The emphasised words, “because of their employment” is of particular note. Perhaps Ms Proops had this in mind in 2018 when advising on a hypothetical or different case since she presumably did not envisage that an indemnity would be provided for the personal litigation of a highly-paid employee in respect of their use of a personal Twitter account? But, nevertheless, Tour told the Tribunal that Ms Proops’s Opinion provided the legal basis to use taxpayer funds to indemnify McNally.
[In the course of the litigation the Blogger presented evidence that McNally (a Clinical Psychologist) used her personal Twitter account to attack individuals (including medically-qualified ones) who did not agree with her views on the handling of the Covid pandemic. As we wrote in April, she regularly questioned the Government’s handling of the pandemic (including the views of expert bodies advising it) despite being in a politically-restricted post. She also followed, and engaged with, a number of troll accounts (which the Blogger identified) which were actively attacking the Blogger himself.

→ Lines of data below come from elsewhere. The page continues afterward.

/// One interaction request.
#[derive(Debug, Clone, PartialEq)]
pub enum Command {
    Scan,
    Click { target: String },
    Hover { target: String },
    Focus { target: String },
    RightClick { target: String },
    Type { target: String, text: String, submit: bool },
    Clear { target: String },
    Select { target: String, option: String },
    Checkbox { target: String, mode: CheckMode },
    Radio { target: String },
    SetValue { target: String, kind: ValueKind, value: String },
    DragAndDrop { source: String, target: String },
    Upload { target: String, path: String },
    Submit { target: String },
    GetValue { target: String },
    FillForm { fields: Vec<(String, String)> },
    Scroll(ScrollCommand),
    ScrollElement { target: String, scroll: ElementScroll },
    PressKey { key: String },
    FindElement { text: String },
}

/// Action names understood by [`Command::parse`].
pub const ACTION_NAMES: &[&str] = &[
    "scan",
    "snap",
    "click",
    "hover",
    "focus",
    "right_click",
    "type",
    "clear",
    "select",
    "checkbox",
    "radio",
    "slider",
    "datepicker",
    "colorpicker",
    "drag_and_drop",
    "upload_file",
    "submit",
    "get_value",
    "fill_form",
    "scroll",
    "scroll_element",
    "press_key",
    "find_element",
];

fn required(payload: &str, usage: &str) -> Result<String> {
    let p = payload.trim();
    if p.is_empty() {
        return Err(Error::Payload(format!("selector required ({})", usage)));
    }
    Ok(p.to_string())
}

fn pair(payload: &str, usage: &str) -> Result<(String, String)> {
    match payload.split_once('|') {
        Some((a, b)) if !a.trim().is_empty() => Ok((a.trim().to_string(), b.trim().to_string())),
        _ => Err(Error::Payload(format!("format is '{}'", usage))),
    }
}

fn json_scalar(v: &Value) -> Result<String> {
    match v {
        Value::String(s) => Ok(s.clone()),
        Value::Bool(b) => Ok(b.to_string()),
        Value::Number(n) => Ok(n.to_string()),
        Value::Null => Ok(String::new()),
        other => Err(Error::Payload(format!(
            "fill_form values must be scalars, got {}",
            other
        ))),
    }
}

/// Canonical key name for the driver (`enter` → `Enter`).
pub fn normalize_key(key: &str) -> String {
    let k = key.trim();
    let canonical = match k.to_lowercase().as_str() {
        "enter" | "return" => "Enter",
        "tab" => "Tab",
        "esc" | "escape" => "Escape",
        "backspace" => "Backspace",
        "delete" | "del" => "Delete",
        "space" => " ",
        "up" | "arrowup" => "ArrowUp",
        "down" | "arrowdown" => "ArrowDown",
        "left" | "arrowleft" => "ArrowLeft",
        "right" | "arrowright" => "ArrowRight",
        "home" => "Home",
        "end" => "End",
        "pageup" => "PageUp",
        "pagedown" => "PageDown",
        _ => return k.to_string(),
    };
    canonical.to_string()
}

impl Command {
    /// Parse an action and its payload. `Ok(None)` means the action is not
    /// one of ours.
    pub fn parse(action: &str, payload: &str) -> Result<Option<Command>> {
        let action = action.trim().to_lowercase();
        let cmd = match action.as_str() {
            "scan" | "snap" => Command::Scan,
            "click" => Command::Click {
                target: required(payload, "click <selector-or-index>")?,
            },
            "hover" => Command::Hover {
                target: required(payload, "hover <selector-or-index>")?,
            },
            "focus" => Command::Focus {
                target: required(payload, "focus <selector-or-index>")?,
            },
            "right_click" => Command::RightClick {
                target: required(payload, "right_click <selector-or-index>")?,
            },
            "type" => {
                let mut parts: Vec<&str> = payload.split('|').collect();
                if parts.len() < 2 || parts[0].trim().is_empty() {
                    return Err(Error::Payload(
                        "format is 'selector|text' or 'selector|text|ENTER'".into(),
                    ));
                }
                let submit = parts.len() >= 3
                    && parts
                        .last()
                        .is_some_and(|p| p.trim().eq_ignore_ascii_case("enter"));
                if submit {
                    parts.pop();
                }
                Command::Type {
                    target: parts[0].trim().to_string(),
                    text: parts[1..].join("|"),
                    submit,
                }
            }
            "clear" => Command::Clear {
                target: required(payload, "clear <selector-or-index>")?,
            },
            "select" => {
                let (target, option) = pair(payload, "selector|option")?;
                Command::Select { target, option }
            }
            "checkbox" => {
                let (target, mode) = match payload.split_once('|') {
                    Some((t, m)) => (t, CheckMode::parse(m)?),
                    None => (payload, CheckMode::Toggle),
                };
                Command::Checkbox {
                    target: required(target, "selector[|check|uncheck|toggle]")?,
                    mode,
                }
            }
            "radio" => Command::Radio {
                target: required(payload, "radio <selector-or-index>")?,
            },
            "slider" | "datepicker" | "colorpicker" => {
                let kind = match action.as_str() {
                    "slider" => ValueKind::Slider,
                    "datepicker" => ValueKind::Date,
                    _ => ValueKind::Color,
                };
                let (target, value) = pair(payload, "selector|value")?;
                Command::SetValue {
                    target,
                    kind,
                    value,
                }
            }
            "drag_and_drop" => {
                let (source, target) = pair(payload, "source|target")?;
                if target.is_empty() {
                    return Err(Error::Payload("format is 'source|target'".into()));
                }
                Command::DragAndDrop { source, target }
            }
            "upload_file" | "upload" => {
                let (target, path) = pair(payload, "selector|path")?;
                Command::Upload { target, path }
            }
            "submit" => Command::Submit {
                target: required(payload, "submit <selector-or-index>")?,
            },
            "get_value" => Command::GetValue {
                target: required(payload, "get_value <selector-or-index>")?,
            },
            "fill_form" => {
                let map: serde_json::Map<String, Value> = serde_json::from_str(payload.trim())
                    .map_err(|e| {
                        Error::Payload(format!("fill_form expects a JSON object: {}", e))
                    })?;
                let fields = map
                    .iter()
                    .map(|(k, v)| Ok((k.clone(), json_scalar(v)?)))
                    .collect::<Result<Vec<_>>>()?;
                Command::FillForm { fields }
            }
            "scroll" => Command::Scroll(ScrollCommand::parse(payload)?),
            "scroll_element" => {
                let (target, direction) = pair(
                    payload,
                    "selector|direction (up, down, left, right, top, bottom)",
                )?;
                let step = ELEMENT_SCROLL_STEP;
                let scroll = match direction.to_lowercase().as_str() {
                    "down" => ElementScroll::By { dx: 0.0, dy: step },
                    "up" => ElementScroll::By { dx: 0.0, dy: -step },
                    "left" => ElementScroll::By { dx: -step, dy: 0.0 },
                    "right" => ElementScroll::By { dx: step, dy: 0.0 },
                    "top" => ElementScroll::Top,
                    "bottom" => ElementScroll::Bottom,
                    other => {
                        return Err(Error::Payload(format!("unknown direction '{}'", other)))
                    }
                };
                Command::ScrollElement { target, scroll }
            }
            "press_key" => {
                let key = payload.trim();
                if key.is_empty() {
                    return Err(Error::Payload("key required".into()));
                }
                Command::PressKey {
                    key: normalize_key(key),
                }
            }
            "find_element" => {
                let text = payload.trim();
                if text.is_empty() {
                    return Err(Error::Payload("text to find required".into()));
                }
                Command::FindElement {
                    text: text.to_string(),
                }
            }
            _ => return Ok(None),
        };
        Ok(Some(cmd))
    }

    /// Action name, for logs.
    pub fn name(&self) -> &'static str {
        match self {
            Command::Scan => "scan",
            Command::Click { .. } => "click",
            Command::Hover { .. } => "hover",
            Command::Focus { .. } => "focus",
            Command::RightClick { .. } => "right_click",
            Command::Type { .. } => "type",
            Command::Clear { .. } => "clear",
            Command::Select { .. } => "select",
            Command::Checkbox { .. } => "checkbox",
            Command::Radio { .. } => "radio",
            Command::SetValue { kind, .. } => kind.name(),
            Command::DragAndDrop { .. } => "drag_and_drop",
            Command::Upload { .. } => "upload_file",
            Command::Submit { .. } => "submit",
            Command::GetValue { .. } => "get_value",
            Command::FillForm { .. } => "fill_form",
            Command::Scroll(_) => "scroll",
            Command::ScrollElement { .. } => "scroll_element",
            Command::PressKey { .. } => "press_key",
            Command::FindElement { .. } => "find_element",
        }
    }
}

It is noteworthy on a legal point that Tour rejected outright any possibility of SMBC accepting vicarious liability for McNally’s own Twitter output, which is a very clear indication that the Council were not going to accept any legal liability for her personal comments in any circumstances.]
But Proops (seemingly) goes further …
Surjit Tour did not advise McNally to seek independent legal advice at any stage. Neither did he inform the political leader of the Council that this was the obvious course of action for McNally to take so that the (then) leader was seemingly unaware that was the correct and appropriate thing for McNally to do.

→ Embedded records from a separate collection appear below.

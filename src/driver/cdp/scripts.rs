//! Page-side JavaScript for the CDP driver.
//!
//! Element handles are integers in a registry on `window.top`, so a handle
//! taken inside a same-origin frame stays valid while the top page lives.
//! A navigation drops the registry and every old handle reads as stale.

/// Error messages starting with this are mapped to `Error::Stale`.
pub(super) const STALE_MARKER: &str = "stale:";

/// Helpers shared by every snippet. Expects `__frame` (innermost entered
/// frame handle, or `null`) to be declared before it.
pub(super) const PRELUDE: &str = r#"
const __R = (() => {
    const t = window.top;
    if (!t.__eokaHandles) t.__eokaHandles = { next: 1, byId: new Map(), ids: new WeakMap() };
    return t.__eokaHandles;
})();
const __reg = (el) => {
    if (!el) return null;
    let id = __R.ids.get(el);
    if (id === undefined) {
        id = __R.next++;
        __R.ids.set(el, id);
        __R.byId.set(id, el);
    }
    return id;
};
const __get = (id) => {
    const el = __R.byId.get(id);
    if (!el) throw new Error('stale: unknown element #' + id);
    if (!el.isConnected) {
        __R.byId.delete(id);
        throw new Error('stale: element #' + id + ' is detached');
    }
    return el;
};
const __doc = () => {
    if (__frame === null) return document;
    const doc = __get(__frame).contentDocument;
    if (!doc) throw new Error('frame #' + __frame + ' is cross-origin');
    return doc;
};
const __scope = (s) => {
    if (s.kind === 'document') return __doc();
    const el = __get(s.id);
    if (s.kind === 'element') return el;
    if (!el.shadowRoot) throw new Error('element #' + s.id + ' has no open shadow root');
    return el.shadowRoot;
};
const __find = (root, q) => {
    if (q.css !== undefined) return Array.from(root.querySelectorAll(q.css));
    if (q.xpath !== undefined) {
        const doc = root.ownerDocument || root;
        const snap = doc.evaluate(q.xpath, root, null, XPathResult.ORDERED_NODE_SNAPSHOT_TYPE, null);
        const out = [];
        for (let i = 0; i < snap.snapshotLength; i++) {
            const n = snap.snapshotItem(i);
            if (n.nodeType === 1) out.push(n);
        }
        return out;
    }
    const needle = q.text.toLowerCase();
    if (!needle) return [];
    return Array.from(root.querySelectorAll('*')).filter(el =>
        el.tagName !== 'SCRIPT' && el.tagName !== 'STYLE' &&
        Array.from(el.childNodes).some(n => n.nodeType === 3 && n.textContent.toLowerCase().includes(needle)));
};
const __visible = (el) => {
    const r = el.getBoundingClientRect();
    if (r.width === 0 && r.height === 0) return false;
    const s = getComputedStyle(el);
    return s.display !== 'none' && s.visibility !== 'hidden';
};
const __center = (el) => {
    const r = el.getBoundingClientRect();
    let x = r.left + r.width / 2;
    let y = r.top + r.height / 2;
    let win = el.ownerDocument.defaultView;
    while (win && win.frameElement) {
        const f = win.frameElement.getBoundingClientRect();
        x += f.left;
        y += f.top;
        win = win.parent;
    }
    return { x, y };
};
const __fire = (el, type) => el.dispatchEvent(new Event(type, { bubbles: true }));
"#;

/// Set-of-Marks pass over the top document, including open shadow roots.
/// Returns descriptors for elements inside the viewport.
pub(super) const MARK_JS: &str = r#"
const INTERACTIVE = 'a, button, input, select, textarea, [role="button"], [role="link"], [role="tab"], [role="menuitem"], [role="checkbox"], [role="radio"], [onclick], [contenteditable="true"]';
const results = [];
const seen = new Set();

function label(el) {
    const root = el.getRootNode();
    if (el.id && root.querySelector) {
        const l = root.querySelector('label[for=' + JSON.stringify(el.id) + ']');
        if (l) return l.textContent.trim();
    }
    const parent = el.closest('label');
    if (parent) {
        const clone = parent.cloneNode(true);
        clone.querySelectorAll('input, select, textarea').forEach(c => c.remove());
        const t = clone.textContent.trim();
        if (t) return t;
    }
    return '';
}

// selector relative to the element's own root; shadow content is reached
// through the host with a compound path
function selectorFor(el) {
    const root = el.getRootNode();
    let local;
    const tag = el.tagName.toLowerCase();
    if (el.id) {
        local = '#' + CSS.escape(el.id);
    } else if (el.name && (tag === 'input' || tag === 'select' || tag === 'textarea')) {
        const type = el.getAttribute('type') || '';
        local = tag + '[name=' + JSON.stringify(el.name) + ']';
        if ((type === 'radio' || type === 'checkbox') && el.value) {
            local += '[value=' + JSON.stringify(el.value) + ']';
        }
    } else if (el.getAttribute('aria-label')) {
        local = tag + '[aria-label=' + JSON.stringify(el.getAttribute('aria-label')) + ']';
    } else if (el.getAttribute('data-testid')) {
        local = '[data-testid=' + JSON.stringify(el.getAttribute('data-testid')) + ']';
    } else {
        const parts = [];
        let node = el;
        while (node && node !== document.body && parts.length < 5) {
            let s = node.tagName.toLowerCase();
            if (node.id) {
                parts.unshift('#' + CSS.escape(node.id));
                break;
            }
            const parent = node.parentElement;
            if (parent) {
                const same = Array.from(parent.children).filter(c => c.tagName === node.tagName);
                if (same.length > 1) s += ':nth-of-type(' + (same.indexOf(node) + 1) + ')';
            }
            parts.unshift(s);
            node = parent;
        }
        local = parts.join(' > ');
    }
    if (root instanceof ShadowRoot) return selectorFor(root.host) + ' >> shadow-root >> ' + local;
    return local;
}

function visit(el) {
    const r = el.getBoundingClientRect();
    if (r.width < 2 || r.height < 2) return;
    if (r.bottom < 0 || r.top > window.innerHeight || r.right < 0 || r.left > window.innerWidth) return;
    const style = getComputedStyle(el);
    if (style.display === 'none' || style.visibility === 'hidden' || parseFloat(style.opacity) < 0.1) return;

    const tag = el.tagName.toLowerCase();
    const isForm = tag === 'input' || tag === 'select' || tag === 'textarea';
    let text = el.getAttribute('aria-label') || '';
    if (!text) text = isForm ? (label(el) || el.getAttribute('placeholder') || '') : (el.innerText || el.textContent || '');
    text = text.trim().replace(/\s+/g, ' ');
    if (text.length > 60) text = text.substring(0, 57) + '...';

    if ((tag === 'a' || tag === 'button') && el.children.length === 1) {
        const inner = el.children[0].tagName;
        if (inner === 'BUTTON' || inner === 'INPUT') return;
    }

    const selector = selectorFor(el);
    if (seen.has(selector)) return;
    seen.add(selector);

    const cx = r.left + r.width / 2;
    const cy = r.top + r.height / 2;
    results.push({
        id: results.length,
        tag,
        text,
        selector,
        xpath: null,
        center: { x: Math.round(cx + window.scrollX), y: Math.round(cy + window.scrollY) },
        viewportCoords: { centerX: Math.round(cx), centerY: Math.round(cy) },
        href: tag === 'a' ? el.href || null : null,
    });
}

function collect(root) {
    for (const node of root.querySelectorAll('*')) {
        if (node.matches(INTERACTIVE)) visit(node);
        if (node.shadowRoot) collect(node.shadowRoot);
    }
}

collect(document);
return results;
"#;

/// Overlay numbered labels at each mark's viewport position.
pub(super) const OVERLAY_JS: &str = r#"
const container = document.createElement('div');
container.id = '__eoka_pilot_overlay';
const style = document.createElement('style');
style.textContent = `
    .__eoka_pilot_label {
        position: fixed;
        z-index: 2147483647;
        background: rgba(220, 38, 38, 0.9);
        color: white;
        font: bold 11px/13px monospace;
        padding: 1px 3px;
        border-radius: 2px;
        pointer-events: none;
        white-space: nowrap;
        transform: translate(-50%, -50%);
    }
`;
container.appendChild(style);
for (const m of __marks) {
    const label = document.createElement('div');
    label.className = '__eoka_pilot_label';
    label.textContent = String(m.i);
    label.style.left = m.x + 'px';
    label.style.top = m.y + 'px';
    container.appendChild(label);
}
document.documentElement.appendChild(container);
return null;
"#;

pub(super) const REMOVE_OVERLAY_JS: &str =
    "document.getElementById('__eoka_pilot_overlay')?.remove(); return null;";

Indeed Tour went even further in persuading the political leader to authorise indemnity, again praying in aid the 2018 Proop's Opinion. He bizarrely told the leader that the Council itself could be sued by McNally if they did not indemnify her. These is the way he put it:
“Alternative Options considered and discounted
The Council could choose not to support the Claimant. This would expose the Council to risks of an employment dispute given the duty of care that the Council owes to her [McNally] as an employee, as set out above.”
Additional Comment
It is noteworthy that the High Court case was brought as a personal action by McNally with Tour and no less than three of his publicly-funded colleagues acting as her Solicitors, with the taxpayer picking up the tab. SMBC has claimed legal professional privilege in respect of Ms Proop’s 2018 Opinion but we must now question whether she was advising generally in respect of obvious “attacks” on an employee in the course of his/her employment? Did she really advise that taxpayers' money could be used to support private litigation relating to a personal social media account? Tour says that she did advise this although, as above, SMBC was not prepared to accept vicarious liability for McNally’s personal output and refuses to disclose even a redacted version of the 2018 Opinion.
If Ms Proop’s was extending indemnity principles to cover an employee’s personal Twitter output it would clearly be helpful if she makes public the case authorities upon which she relies (or that Tour does so on behalf of SMBC). As things stand, there is no obvious legal basis for extending publicly-funding indemnities in this manner.